In Kenya, just like many other Sub-Saharan African countries, pregnant mothers face the grim reality of losing their babies due to a lack of proper transportation to health facilities. Salome, a 27-year-old mother is one such case. On the 23rd of May at around midnight she started experiencing labour pains and her water broke at home. Having lost her first baby, she was determined to deliver her second baby safely so she dialed 1196 and Wheels for Life sent a taxi to take her to Huruma Nursing Home.
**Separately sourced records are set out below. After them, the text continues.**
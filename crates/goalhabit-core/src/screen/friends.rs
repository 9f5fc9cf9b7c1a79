use crate::error::{CoreError, ValidationError};
use crate::model::{FriendAction, FriendProfile, PublicUser};
use crate::repository::FriendsRepository;

use super::ViewState;

/// Which list the friends screen shows.
#[derive(Debug, Clone, PartialEq, Eq, Default)]
pub enum FriendsView {
    /// User search; `None` lists everyone.
    #[default]
    Search,
    /// Mutual friends.
    Friends,
}

/// User search and friendship actions. Actions are offered per the user's
/// status and take effect in the view only after the following reload.
pub struct FriendsScreen {
    repo: FriendsRepository,
    view: FriendsView,
    query: Option<String>,
    pub state: ViewState<Vec<PublicUser>>,
}

impl FriendsScreen {
    pub fn new(repo: FriendsRepository) -> Self {
        Self {
            repo,
            view: FriendsView::Search,
            query: None,
            state: ViewState::default(),
        }
    }

    pub fn users(&self) -> &[PublicUser] {
        &self.state.data
    }

    pub fn user(&self, id: i64) -> Option<&PublicUser> {
        self.state.data.iter().find(|u| u.id == id)
    }

    pub fn set_query(&mut self, query: Option<&str>) {
        self.query = query
            .map(|q| q.trim().to_string())
            .filter(|q| !q.is_empty());
    }

    pub fn show(&mut self, view: FriendsView) {
        self.view = view;
    }

    pub async fn load(&mut self) -> bool {
        self.state.start();
        let result = match self.view {
            FriendsView::Search => self.repo.search(self.query.as_deref()).await,
            FriendsView::Friends => self.repo.friends().await,
        };
        match result {
            Ok(users) => self.state.complete(Ok(users)),
            Err(e) => {
                self.state.fail(describe(&e));
                false
            }
        }
    }

    /// Apply a friendship action to a listed user, then reload.
    pub async fn perform(&mut self, user_id: i64, action: FriendAction) -> bool {
        let Some(user) = self.user(user_id) else {
            self.state
                .fail(describe(&CoreError::NotFound(format!("user {user_id}"))));
            return false;
        };
        if !action.is_mutation() || !user.status.allows(action) {
            let err = ValidationError::ActionUnavailable {
                action: action.to_string(),
                reason: format!("{} ({})", user.name, user.status.label()),
            };
            self.state.fail(describe(&err.into()));
            return false;
        }

        self.state.error = None;
        let result = if action.is_add() {
            self.repo.add(user_id).await
        } else {
            self.repo.remove(user_id).await
        };
        match result {
            Ok(()) => {
                tracing::info!(user_id, %action, "friendship updated");
                self.load().await
            }
            Err(e) => {
                self.state.fail(describe(&e));
                false
            }
        }
    }
}

/// Server failures show only their status code.
fn describe(err: &CoreError) -> String {
    match err {
        CoreError::Server { status, .. } => format!("Ошибка сервера: {status}"),
        other => format!("Ошибка: {other}"),
    }
}

/// Public profile of a mutual friend.
pub struct FriendProfileScreen {
    repo: FriendsRepository,
    pub state: ViewState<Option<FriendProfile>>,
}

impl FriendProfileScreen {
    pub fn new(repo: FriendsRepository) -> Self {
        Self {
            repo,
            state: ViewState::default(),
        }
    }

    pub async fn load(&mut self, user_id: i64) -> bool {
        self.state.start();
        let result = self.repo.profile(user_id).await;
        self.state.complete(result.map(Some))
    }
}
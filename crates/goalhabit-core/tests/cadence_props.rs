//! Property tests for cadence labels and parsing.

use goalhabit_core::{Cadence, CadenceMode};
use proptest::prelude::*;

proptest! {
    #[test]
    fn label_is_never_empty(days in 1u32..400, times in 1u32..50) {
        prop_assert!(!Cadence::new(days, times).label().is_empty());
    }

    #[test]
    fn single_occurrence_is_every_n_days(days in 2u32..400) {
        prop_assert_eq!(Cadence::new(days, 1).label(), format!("Каждые {} дней", days));
    }

    #[test]
    fn weekly_and_monthly_use_named_periods(times in 2u32..50) {
        prop_assert_eq!(Cadence::new(7, times).label(), format!("{} раз в неделю", times));
        prop_assert_eq!(Cadence::new(30, times).label(), format!("{} раз в месяц", times));
    }

    #[test]
    fn custom_form_parses_back(days in 1u32..400, times in 1u32..50) {
        let parsed: Cadence = format!("{times}/{days}").parse().unwrap();
        prop_assert_eq!(parsed, Cadence::new(days, times));
        prop_assert_eq!(Cadence::from(parsed.mode()), parsed);
    }

    #[test]
    fn zero_components_are_invalid(n in 0u32..50) {
        prop_assert!(Cadence::new(0, n).validate().is_err());
        prop_assert!(Cadence::new(n, 0).validate().is_err());
    }
}

#[test]
fn daily_mode() {
    assert_eq!(Cadence::DAILY.mode(), CadenceMode::Daily);
}
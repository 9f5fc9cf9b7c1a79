use clap::Subcommand;
use goalhabit_core::screen::{FriendProfileScreen, FriendsScreen, FriendsView};
use goalhabit_core::{FriendAction, PublicUser};

use super::{finish, print_json, repositories, CliResult};

#[derive(Subcommand)]
pub enum FriendsAction {
    /// Search users by name or email
    Search { query: Option<String> },
    /// List mutual friends
    List,
    /// Send a friend request
    Add { user_id: i64 },
    /// Accept an incoming request
    Accept { user_id: i64 },
    /// Decline an incoming request
    Decline { user_id: i64 },
    /// Cancel an outgoing request
    Cancel { user_id: i64 },
    /// Remove a friend
    Remove { user_id: i64 },
    /// Show a friend's profile
    Profile { user_id: i64 },
}

pub async fn run(action: FriendsAction, json: bool) -> CliResult {
    let repos = repositories()?;

    let (user_id, friend_action) = match action {
        FriendsAction::Search { query } => {
            let mut screen = FriendsScreen::new(repos.friends);
            screen.set_query(query.as_deref());
            let ok = screen.load().await;
            finish(ok, &screen.state)?;
            return print_users(screen.users(), json);
        }
        FriendsAction::List => {
            let mut screen = FriendsScreen::new(repos.friends);
            screen.show(FriendsView::Friends);
            let ok = screen.load().await;
            finish(ok, &screen.state)?;
            return print_users(screen.users(), json);
        }
        FriendsAction::Profile { user_id } => {
            let mut screen = FriendProfileScreen::new(repos.friends);
            let ok = screen.load(user_id).await;
            finish(ok, &screen.state)?;
            if let Some(profile) = &screen.state.data {
                if json {
                    return print_json(profile);
                }
                println!("{} (id {})", profile.user.name, profile.user.id);
                println!("Habit streak:    {}", profile.current_habit_streak);
                println!("Goals completed: {}", profile.goals_completed);
                for a in profile.achievements.iter().filter(|a| a.is_earned()) {
                    println!("  * {}", a.title);
                }
            }
            return Ok(());
        }
        FriendsAction::Add { user_id } => (user_id, FriendAction::Add),
        FriendsAction::Accept { user_id } => (user_id, FriendAction::Accept),
        FriendsAction::Decline { user_id } => (user_id, FriendAction::Decline),
        FriendsAction::Cancel { user_id } => (user_id, FriendAction::Cancel),
        FriendsAction::Remove { user_id } => (user_id, FriendAction::Remove),
    };

    let mut screen = FriendsScreen::new(repos.friends);
    let ok = screen.load().await;
    finish(ok, &screen.state)?;
    let ok = screen.perform(user_id, friend_action).await;
    finish(ok, &screen.state)?;
    if let Some(user) = screen.user(user_id) {
        println!("{}: {}", user.name, user.status.label());
    }
    Ok(())
}

fn print_users(users: &[PublicUser], json: bool) -> CliResult {
    if json {
        return print_json(users);
    }
    if users.is_empty() {
        println!("No users.");
    }
    for u in users {
        let actions: Vec<String> = u.status.actions().iter().map(|a| a.to_string()).collect();
        println!(
            "{:>4}  {}  [{}]  {}",
            u.id,
            u.name,
            u.status.label(),
            actions.join(", ")
        );
    }
    Ok(())
}
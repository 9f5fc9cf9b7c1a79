use reqwest::Method;

use crate::api::ApiClient;
use crate::error::Result;
use crate::model::{FriendProfile, PublicUser};

#[derive(Clone)]
pub struct FriendsRepository {
    api: ApiClient,
}

impl FriendsRepository {
    pub fn new(api: ApiClient) -> Self {
        Self { api }
    }

    /// Search users by name or email; `None` lists everyone the server offers.
    pub async fn search(&self, query: Option<&str>) -> Result<Vec<PublicUser>> {
        match query.map(str::trim).filter(|q| !q.is_empty()) {
            Some(q) => self.api.get_query("users", &[("q", q)]).await,
            None => self.api.get("users").await,
        }
    }

    /// Mutual friends only.
    pub async fn friends(&self) -> Result<Vec<PublicUser>> {
        self.api.get("friends").await
    }

    /// Send a request, or accept an incoming one.
    pub async fn add(&self, user_id: i64) -> Result<()> {
        self.api
            .execute::<()>(Method::POST, &format!("friends/{user_id}"), None)
            .await
    }

    /// Cancel an outgoing request, decline an incoming one or unfriend.
    pub async fn remove(&self, user_id: i64) -> Result<()> {
        self.api.delete(&format!("friends/{user_id}")).await
    }

    /// Available only between mutual friends.
    pub async fn profile(&self, user_id: i64) -> Result<FriendProfile> {
        self.api.get(&format!("friends/{user_id}/profile")).await
    }
}
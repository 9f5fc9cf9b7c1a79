//! Authentication payloads.

use serde::{Deserialize, Serialize};

use crate::error::ValidationError;

#[derive(Debug, Clone, Serialize, Deserialize)]
pub struct RegisterRequest {
    pub email: String,
    pub password: String,
    pub name: String,
}

impl RegisterRequest {
    pub fn new(email: &str, password: &str, name: &str) -> Self {
        Self {
            email: email.trim().to_string(),
            password: password.to_string(),
            name: name.trim().to_string(),
        }
    }

    pub fn validate(&self) -> Result<(), ValidationError> {
        require(&self.email, "email")?;
        require(&self.password, "password")?;
        require(&self.name, "name")
    }
}

#[derive(Debug, Clone, Serialize, Deserialize)]
pub struct LoginRequest {
    pub email: String,
    pub password: String,
}

impl LoginRequest {
    pub fn new(email: &str, password: &str) -> Self {
        Self {
            email: email.trim().to_string(),
            password: password.to_string(),
        }
    }

    pub fn validate(&self) -> Result<(), ValidationError> {
        require(&self.email, "email")?;
        require(&self.password, "password")
    }
}

#[derive(Debug, Clone, Serialize, Deserialize)]
pub struct TokenResponse {
    pub token: String,
}

/// Session probe answer.
#[derive(Debug, Clone, Serialize, Deserialize)]
pub struct MeResponse {
    pub id: i64,
}

fn require(value: &str, field: &'static str) -> Result<(), ValidationError> {
    if value.trim().is_empty() {
        return Err(ValidationError::EmptyField(field));
    }
    Ok(())
}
At Huruma Nursing Home, Salome’s labour was progressing poorly, Dr. “Jane” from Wheels for Life made a call to Rescue.co at 2.04 am requesting an ambulance to transfer Salome to Pumwani Maternity Hospital. The ambulance was dispatched four minutes later and completed her transfer in 17 minutes. Rescue.co had notified Pumwani of Salome’s condition and when she arrived she underwent an emergency cesarean section which saved both their lives.
Speaking after her delivery, Salome credited the Wheels for Life initiative for her health and that of her baby, saying, “Were it not for this initiative, I would have walked to the hospital and am not sure the baby and I would have been fine. God bless the work of your hands that you may continue to help those in need.”
The Wheels for Life initiative is a collaboration between Rescue.co, the Ministry of Health Kenya, AMREF, Bolt, Pharmaccess Foundation, Kenya Healthcare Federation, and Telesky that seeks to get expectant mothers to the hospital during curfew hours. As part of the initiative, a call centre managed by TeleSky has been set up that routes emergency calls to volunteer physicians. Calls that require an ambulance are directed to Rescue.co’s dispatch centre while those that can be handled by a taxi are dispatched to a Bolt taxi.
The recent COVID-19 pandemic has exacerbated the challenges women face to deliver their children. In Makueni County alone, there has been an increase in maternal mortality by a factor of 14, with four deaths in one-week post-curfew versus 15 deaths in the previous year. The high numbers in mortality rates can be attributed to poor transportation and health facilities being reassigned for COVID-19 response, with some major public hospitals converting their maternity wards into Infectious Disease Units.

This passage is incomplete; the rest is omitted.